// Copyright (c) 2026 100monkeys.ai
// SPDX-License-Identifier: AGPL-3.0

//! License Service
//!
//! Synchronous license operations: load the license, ask the rule engine,
//! persist the approved transition with its audit entry, publish the event.
//!
//! # Architecture
//!
//! - **Layer:** Application
//! - **Purpose:** Use cases over the License Record Store
//! - **Collaborators:** `LicenseRuleEngine` (decision), `LicenseRepository`
//!   (atomic write), `EventBus` (notification of committed changes)
//!
//! The service reads today's date from its [`Clock`]; the engine never does.
//! A concurrent writer between load and write surfaces as
//! [`LicenseServiceError::Conflict`]; callers decide whether to reload and
//! retry.

use std::sync::Arc;

use chrono::NaiveDate;
use tracing::{debug, info, warn};

use crate::domain::agent::AgentId;
use crate::domain::clock::Clock;
use crate::domain::collaborators::{Notification, NotificationKind, NotificationService};
use crate::domain::events::LicenseEvent;
use crate::domain::license::{AuditEntry, License, LicenseId, LicenseType};
use crate::domain::license_rules::{DecisionContext, DenialReason, LicenseAction, LicenseRuleEngine};
use crate::domain::reminder::{Reminder, ReminderScheduler};
use crate::domain::repository::{AgentRepository, LicenseRepository, RepositoryError};
use crate::infrastructure::event_bus::EventBus;

#[derive(Debug, thiserror::Error)]
pub enum LicenseServiceError {
    #[error("License {0} not found")]
    NotFound(LicenseId),

    #[error("Agent {0} not found")]
    AgentNotFound(AgentId),

    #[error("Transition denied: {0}")]
    Denied(#[from] DenialReason),

    #[error("License changed concurrently: {0}")]
    Conflict(String),

    #[error(transparent)]
    Repository(RepositoryError),
}

impl From<RepositoryError> for LicenseServiceError {
    fn from(err: RepositoryError) -> Self {
        match err {
            RepositoryError::Conflict(msg) => LicenseServiceError::Conflict(msg),
            other => LicenseServiceError::Repository(other),
        }
    }
}

#[derive(Debug, Clone)]
pub struct IssueLicenseRequest {
    pub agent_id: AgentId,
    pub line: String,
    pub license_number: String,
    pub license_type: LicenseType,
    pub issue_date: NaiveDate,
    pub renewal_date: NaiveDate,
    pub primary: bool,
}

/// A reminder that falls due today, with enough context to address it.
#[derive(Debug, Clone, PartialEq, Eq)]
pub struct DueReminder {
    pub license: License,
    pub reminder: Reminder,
}

pub struct LicenseService {
    licenses: Arc<dyn LicenseRepository>,
    agents: Arc<dyn AgentRepository>,
    clock: Arc<dyn Clock>,
    event_bus: EventBus,
    reminders: ReminderScheduler,
}

impl LicenseService {
    pub fn new(
        licenses: Arc<dyn LicenseRepository>,
        agents: Arc<dyn AgentRepository>,
        clock: Arc<dyn Clock>,
        event_bus: EventBus,
        reminders: ReminderScheduler,
    ) -> Self {
        Self {
            licenses,
            agents,
            clock,
            event_bus,
            reminders,
        }
    }

    pub async fn issue(&self, request: IssueLicenseRequest) -> Result<License, LicenseServiceError> {
        if self.agents.get(request.agent_id).await?.is_none() {
            return Err(LicenseServiceError::AgentNotFound(request.agent_id));
        }

        let mut license = License::issue(
            request.agent_id,
            request.line,
            request.license_number,
            request.license_type,
            request.issue_date,
            request.renewal_date,
        );
        if request.primary {
            license = license.primary();
        }
        self.licenses.insert(&license).await?;

        info!(
            license_id = %license.id,
            agent_id = %license.agent_id,
            license_number = %license.license_number,
            "License issued"
        );
        Ok(license)
    }

    pub async fn get(&self, id: LicenseId) -> Result<License, LicenseServiceError> {
        self.licenses
            .get(id)
            .await?
            .ok_or(LicenseServiceError::NotFound(id))
    }

    pub async fn licenses_for_agent(&self, agent_id: AgentId) -> Result<Vec<License>, LicenseServiceError> {
        Ok(self.licenses.find_by_agent(agent_id).await?)
    }

    /// Decide and persist one action against the current state of the license.
    pub async fn apply(
        &self,
        id: LicenseId,
        action: LicenseAction,
        actor: &str,
    ) -> Result<License, LicenseServiceError> {
        let license = self.get(id).await?;
        let today = self.clock.today();

        let transition = match LicenseRuleEngine::decide(&license, &action, DecisionContext::on(today))
            .into_result()
        {
            Ok(t) => t,
            Err(reason) => {
                debug!(license_id = %id, action = action.name(), reason = %reason, "Transition denied");
                metrics::counter!("lifecycle_license_denials_total", "action" => action.name())
                    .increment(1);
                return Err(reason.into());
            }
        };

        let now = self.clock.now();
        let updated = match self.licenses.apply_transition(&transition, actor, now).await {
            Ok(l) => l,
            Err(e) => {
                warn!(license_id = %id, action = action.name(), error = %e, "Failed to persist transition");
                return Err(e.into());
            }
        };

        info!(
            license_id = %id,
            agent_id = %updated.agent_id,
            action = action.name(),
            from = %transition.old_state.status,
            to = %transition.new_state.status,
            actor,
            "License transitioned"
        );
        metrics::counter!("lifecycle_license_transitions_total", "action" => action.name()).increment(1);

        self.event_bus.publish_license_event(LicenseEvent::LicenseTransitioned {
            license_id: id,
            agent_id: updated.agent_id,
            action: transition.action.clone(),
            from: transition.old_state.status,
            to: transition.new_state.status,
            actor: actor.to_string(),
            transitioned_at: now,
        });

        Ok(updated)
    }

    pub async fn renew(&self, id: LicenseId, actor: &str) -> Result<License, LicenseServiceError> {
        self.apply(id, LicenseAction::Renew, actor).await
    }

    pub async fn convert_to_permanent(
        &self,
        id: LicenseId,
        exam_date: NaiveDate,
        certificate_number: String,
        actor: &str,
    ) -> Result<License, LicenseServiceError> {
        self.apply(
            id,
            LicenseAction::ConvertToPermanent {
                exam_date,
                certificate_number,
            },
            actor,
        )
        .await
    }

    pub async fn record_exam(
        &self,
        id: LicenseId,
        exam_date: NaiveDate,
        passed: bool,
        certificate_number: Option<String>,
        actor: &str,
    ) -> Result<License, LicenseServiceError> {
        self.apply(
            id,
            LicenseAction::RecordExam {
                exam_date,
                passed,
                certificate_number,
            },
            actor,
        )
        .await
    }

    pub async fn suspend(&self, id: LicenseId, reason: String, actor: &str) -> Result<License, LicenseServiceError> {
        self.apply(id, LicenseAction::Suspend { reason }, actor).await
    }

    pub async fn reminders(&self, id: LicenseId) -> Result<Vec<Reminder>, LicenseServiceError> {
        let license = self.get(id).await?;
        Ok(self.reminders.schedule(&license))
    }

    pub async fn audit_trail(&self, id: LicenseId) -> Result<Vec<AuditEntry>, LicenseServiceError> {
        // Distinguish "no such license" from "no entries yet"
        self.get(id).await?;
        Ok(self.licenses.audit_trail(id).await?)
    }

    /// Reminders falling on `today` across every license in force.
    pub async fn due_reminders(&self, today: NaiveDate) -> Result<Vec<DueReminder>, LicenseServiceError> {
        let mut due = Vec::new();
        for status in [
            crate::domain::license::LicenseStatus::Active,
            crate::domain::license::LicenseStatus::Renewed,
        ] {
            for license in self.licenses.find_by_status(status).await? {
                for reminder in self.reminders.due_on(&license, today) {
                    due.push(DueReminder {
                        license: license.clone(),
                        reminder,
                    });
                }
            }
        }
        Ok(due)
    }

    /// Send today's reminders. Delivery is best-effort: failures are logged
    /// and counted, never raised. Returns the number sent.
    pub async fn send_due_reminders(
        &self,
        notifications: &dyn NotificationService,
        today: NaiveDate,
    ) -> Result<usize, LicenseServiceError> {
        let mut sent = 0;
        for due in self.due_reminders(today).await? {
            let Some(agent) = self.agents.get(due.license.agent_id).await? else {
                warn!(license_id = %due.license.id, "Reminder skipped: agent not found");
                continue;
            };
            let notification = Notification {
                kind: NotificationKind::RenewalReminder,
                recipient: agent.email.clone(),
                subject: format!("License {} renewal due {}", due.license.license_number, due.license.renewal_date()),
                body: match due.reminder.offset_days {
                    0 => format!(
                        "Your {} license {} is due for renewal today.",
                        due.license.line, due.license.license_number
                    ),
                    days => format!(
                        "Your {} license {} is due for renewal in {} days, on {}.",
                        due.license.line,
                        due.license.license_number,
                        days,
                        due.license.renewal_date()
                    ),
                },
                agent_id: agent.id,
            };

            match notifications.send(&notification).await {
                Ok(()) => {
                    sent += 1;
                    metrics::counter!("lifecycle_reminders_sent_total").increment(1);
                }
                Err(e) => {
                    warn!(license_id = %due.license.id, error = %e, "Failed to send renewal reminder");
                    metrics::counter!("lifecycle_reminders_failed_total").increment(1);
                }
            }
        }
        Ok(sent)
    }
}

#[cfg(test)]
mod tests {
    use super::*;
    use crate::domain::agent::Agent;
    use crate::domain::clock::ManualClock;
    use crate::domain::license::LicenseStatus;
    use crate::infrastructure::event_bus::DomainEvent;
    use crate::infrastructure::repositories::InMemoryLifecycleStore;
    use chrono::{TimeZone, Utc};

    fn date(y: i32, m: u32, d: u32) -> NaiveDate {
        NaiveDate::from_ymd_opt(y, m, d).unwrap()
    }

    async fn setup(today: NaiveDate) -> (LicenseService, Arc<ManualClock>, EventBus, License) {
        let store = Arc::new(InMemoryLifecycleStore::new());
        let clock = Arc::new(ManualClock::new(
            Utc.from_utc_datetime(&today.and_hms_opt(9, 0, 0).unwrap()),
        ));
        let bus = EventBus::with_default_capacity();
        let agent = Agent::new("Rosa Lindqvist", "rosa@example.com");
        AgentRepository::save(store.as_ref(), &agent).await.unwrap();

        let service = LicenseService::new(
            store.clone(),
            store.clone(),
            clock.clone(),
            bus.clone(),
            ReminderScheduler::default(),
        );
        let license = service
            .issue(IssueLicenseRequest {
                agent_id: agent.id,
                line: "LIFE".to_string(),
                license_number: "PL-2031".to_string(),
                license_type: LicenseType::Provisional,
                issue_date: date(2023, 1, 1),
                renewal_date: date(2024, 1, 1),
                primary: true,
            })
            .await
            .unwrap();
        (service, clock, bus, license)
    }

    #[tokio::test]
    async fn test_renew_persists_and_publishes() {
        let (service, _clock, bus, license) = setup(date(2023, 12, 15)).await;
        let mut events = bus.subscribe();

        let renewed = service.renew(license.id, "ops.user").await.unwrap();
        assert_eq!(renewed.status(), LicenseStatus::Active);
        assert_eq!(renewed.renewal_date(), date(2024, 12, 15));
        assert_eq!(renewed.version, license.version + 1);

        let trail = service.audit_trail(license.id).await.unwrap();
        assert_eq!(trail.len(), 1);
        assert_eq!(trail[0].action, "RENEW");
        assert_eq!(trail[0].actor, "ops.user");

        match events.try_recv().unwrap() {
            DomainEvent::License(LicenseEvent::LicenseTransitioned { to, .. }) => {
                assert_eq!(to, LicenseStatus::Active)
            }
            other => panic!("unexpected event: {:?}", other),
        }
    }

    #[tokio::test]
    async fn test_denial_leaves_license_untouched() {
        let (service, clock, _bus, license) = setup(date(2023, 6, 1)).await;
        service.renew(license.id, "ops").await.unwrap();
        service.renew(license.id, "ops").await.unwrap();

        clock.advance(chrono::Duration::days(30));
        let err = service.renew(license.id, "ops").await.unwrap_err();
        assert!(matches!(
            err,
            LicenseServiceError::Denied(DenialReason::MaxProvisionalRenewals { max: 2 })
        ));
        assert_eq!(service.get(license.id).await.unwrap().renewal_count(), 2);
        assert_eq!(service.audit_trail(license.id).await.unwrap().len(), 2);
    }

    #[tokio::test]
    async fn test_unknown_license_is_not_found() {
        let (service, _clock, _bus, _license) = setup(date(2023, 6, 1)).await;
        let id = LicenseId::new();
        assert!(matches!(
            service.renew(id, "ops").await,
            Err(LicenseServiceError::NotFound(missing)) if missing == id
        ));
    }

    #[tokio::test]
    async fn test_due_reminders_on_offset_days() {
        let (service, _clock, _bus, license) = setup(date(2023, 12, 2)).await;

        let due = service.due_reminders(date(2023, 12, 2)).await.unwrap();
        assert_eq!(due.len(), 1);
        assert_eq!(due[0].license.id, license.id);
        assert_eq!(due[0].reminder.offset_days, 30);

        assert!(service.due_reminders(date(2023, 12, 3)).await.unwrap().is_empty());

        let schedule = service.reminders(license.id).await.unwrap();
        let offsets: Vec<u32> = schedule.iter().map(|r| r.offset_days).collect();
        assert_eq!(offsets, vec![30, 15, 7, 0]);
    }
}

☆ ☆ ☆ ☆

*Exercise objective*: Find the string "LicenseTransitioned" in the entries above and return each line that holds it.

*Result*:
        self.event_bus.publish_license_event(LicenseEvent::LicenseTransitioned {
            DomainEvent::License(LicenseEvent::LicenseTransitioned { to, .. }) => {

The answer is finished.